• **INPUT RECORDS**:
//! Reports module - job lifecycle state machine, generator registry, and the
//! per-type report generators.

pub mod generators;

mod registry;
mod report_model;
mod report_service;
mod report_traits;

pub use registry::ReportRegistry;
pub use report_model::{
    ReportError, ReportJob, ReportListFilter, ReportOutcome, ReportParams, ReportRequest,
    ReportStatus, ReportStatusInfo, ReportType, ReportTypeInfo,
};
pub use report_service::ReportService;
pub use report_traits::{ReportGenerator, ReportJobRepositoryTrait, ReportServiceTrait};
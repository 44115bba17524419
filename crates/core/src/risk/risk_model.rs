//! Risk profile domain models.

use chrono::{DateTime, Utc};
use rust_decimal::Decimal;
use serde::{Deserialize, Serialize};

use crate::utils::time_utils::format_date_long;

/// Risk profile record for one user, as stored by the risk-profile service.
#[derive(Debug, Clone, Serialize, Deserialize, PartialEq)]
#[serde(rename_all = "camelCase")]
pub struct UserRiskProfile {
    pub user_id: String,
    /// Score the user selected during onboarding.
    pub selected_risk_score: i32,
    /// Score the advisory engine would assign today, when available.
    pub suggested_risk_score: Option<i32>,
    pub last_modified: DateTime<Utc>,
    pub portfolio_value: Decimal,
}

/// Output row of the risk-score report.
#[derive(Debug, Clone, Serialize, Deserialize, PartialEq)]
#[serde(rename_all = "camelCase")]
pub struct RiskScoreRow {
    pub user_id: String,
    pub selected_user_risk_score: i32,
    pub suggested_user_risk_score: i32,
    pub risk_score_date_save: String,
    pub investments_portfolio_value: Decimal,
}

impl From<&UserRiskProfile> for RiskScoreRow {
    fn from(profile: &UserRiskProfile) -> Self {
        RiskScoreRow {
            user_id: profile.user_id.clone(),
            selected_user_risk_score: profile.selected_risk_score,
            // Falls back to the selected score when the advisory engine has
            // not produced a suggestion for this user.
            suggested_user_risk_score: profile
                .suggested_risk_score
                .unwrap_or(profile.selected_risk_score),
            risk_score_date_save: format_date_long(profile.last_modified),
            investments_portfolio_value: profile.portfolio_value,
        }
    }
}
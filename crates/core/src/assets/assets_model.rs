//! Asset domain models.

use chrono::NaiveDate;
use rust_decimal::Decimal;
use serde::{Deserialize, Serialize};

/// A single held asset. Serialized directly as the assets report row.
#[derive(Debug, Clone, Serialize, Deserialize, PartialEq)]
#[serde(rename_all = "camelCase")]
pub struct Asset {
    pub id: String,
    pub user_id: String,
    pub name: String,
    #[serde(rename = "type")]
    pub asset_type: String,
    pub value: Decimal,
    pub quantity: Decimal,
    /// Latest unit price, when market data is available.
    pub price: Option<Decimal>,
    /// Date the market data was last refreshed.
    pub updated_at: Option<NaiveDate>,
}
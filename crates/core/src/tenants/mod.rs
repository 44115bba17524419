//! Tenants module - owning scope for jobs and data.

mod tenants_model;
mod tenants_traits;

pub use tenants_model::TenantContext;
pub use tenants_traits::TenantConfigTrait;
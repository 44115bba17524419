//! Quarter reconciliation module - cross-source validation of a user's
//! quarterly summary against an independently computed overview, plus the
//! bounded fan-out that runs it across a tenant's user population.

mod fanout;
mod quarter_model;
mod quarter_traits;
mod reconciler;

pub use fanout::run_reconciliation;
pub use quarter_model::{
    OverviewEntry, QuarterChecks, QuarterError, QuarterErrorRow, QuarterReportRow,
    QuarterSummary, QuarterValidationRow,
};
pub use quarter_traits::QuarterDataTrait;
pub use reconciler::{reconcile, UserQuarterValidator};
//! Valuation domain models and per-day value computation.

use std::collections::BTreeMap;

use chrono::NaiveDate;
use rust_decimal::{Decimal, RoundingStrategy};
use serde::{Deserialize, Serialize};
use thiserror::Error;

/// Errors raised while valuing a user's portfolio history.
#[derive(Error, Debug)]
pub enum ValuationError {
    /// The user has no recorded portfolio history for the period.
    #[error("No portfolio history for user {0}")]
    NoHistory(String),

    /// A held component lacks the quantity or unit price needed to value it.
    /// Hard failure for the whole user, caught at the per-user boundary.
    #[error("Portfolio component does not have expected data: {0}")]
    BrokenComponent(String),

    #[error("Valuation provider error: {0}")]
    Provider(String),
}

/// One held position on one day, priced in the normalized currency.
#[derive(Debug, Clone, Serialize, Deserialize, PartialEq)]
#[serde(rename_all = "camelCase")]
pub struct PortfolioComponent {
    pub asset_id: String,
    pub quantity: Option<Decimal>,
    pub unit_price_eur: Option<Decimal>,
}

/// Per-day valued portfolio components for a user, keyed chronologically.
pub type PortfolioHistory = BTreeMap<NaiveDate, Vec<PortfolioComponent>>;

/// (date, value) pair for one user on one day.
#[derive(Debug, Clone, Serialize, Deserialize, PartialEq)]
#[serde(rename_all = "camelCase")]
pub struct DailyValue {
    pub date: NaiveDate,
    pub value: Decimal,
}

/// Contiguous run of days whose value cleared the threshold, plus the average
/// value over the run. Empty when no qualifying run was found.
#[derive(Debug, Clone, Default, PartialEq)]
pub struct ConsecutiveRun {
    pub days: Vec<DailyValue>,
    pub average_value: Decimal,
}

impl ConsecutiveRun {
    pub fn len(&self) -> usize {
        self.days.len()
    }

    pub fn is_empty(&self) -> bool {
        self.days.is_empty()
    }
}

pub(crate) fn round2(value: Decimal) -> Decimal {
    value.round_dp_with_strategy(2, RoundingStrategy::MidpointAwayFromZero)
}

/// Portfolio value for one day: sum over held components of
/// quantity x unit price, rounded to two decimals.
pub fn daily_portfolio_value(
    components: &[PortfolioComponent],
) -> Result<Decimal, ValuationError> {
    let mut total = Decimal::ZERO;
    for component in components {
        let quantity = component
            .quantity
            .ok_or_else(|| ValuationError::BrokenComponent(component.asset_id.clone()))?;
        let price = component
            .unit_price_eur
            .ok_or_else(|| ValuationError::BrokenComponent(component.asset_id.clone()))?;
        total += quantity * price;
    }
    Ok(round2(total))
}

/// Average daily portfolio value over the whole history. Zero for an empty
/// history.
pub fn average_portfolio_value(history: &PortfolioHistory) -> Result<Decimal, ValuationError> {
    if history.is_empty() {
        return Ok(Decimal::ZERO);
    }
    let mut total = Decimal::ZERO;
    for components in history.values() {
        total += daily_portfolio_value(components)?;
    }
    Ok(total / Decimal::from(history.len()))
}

• **PROBLEM STATEMENT**: What you give back should be only the lines of the records above, starting at the line with "per-day value computation." and ending at the line with "use thiserror::Error;", restated word for word.

• **RESULT OF THIS TASK**:
//! Valuation domain models and per-day value computation.

use std::collections::BTreeMap;

use chrono::NaiveDate;
use rust_decimal::{Decimal, RoundingStrategy};
use serde::{Deserialize, Serialize};
use thiserror::Error;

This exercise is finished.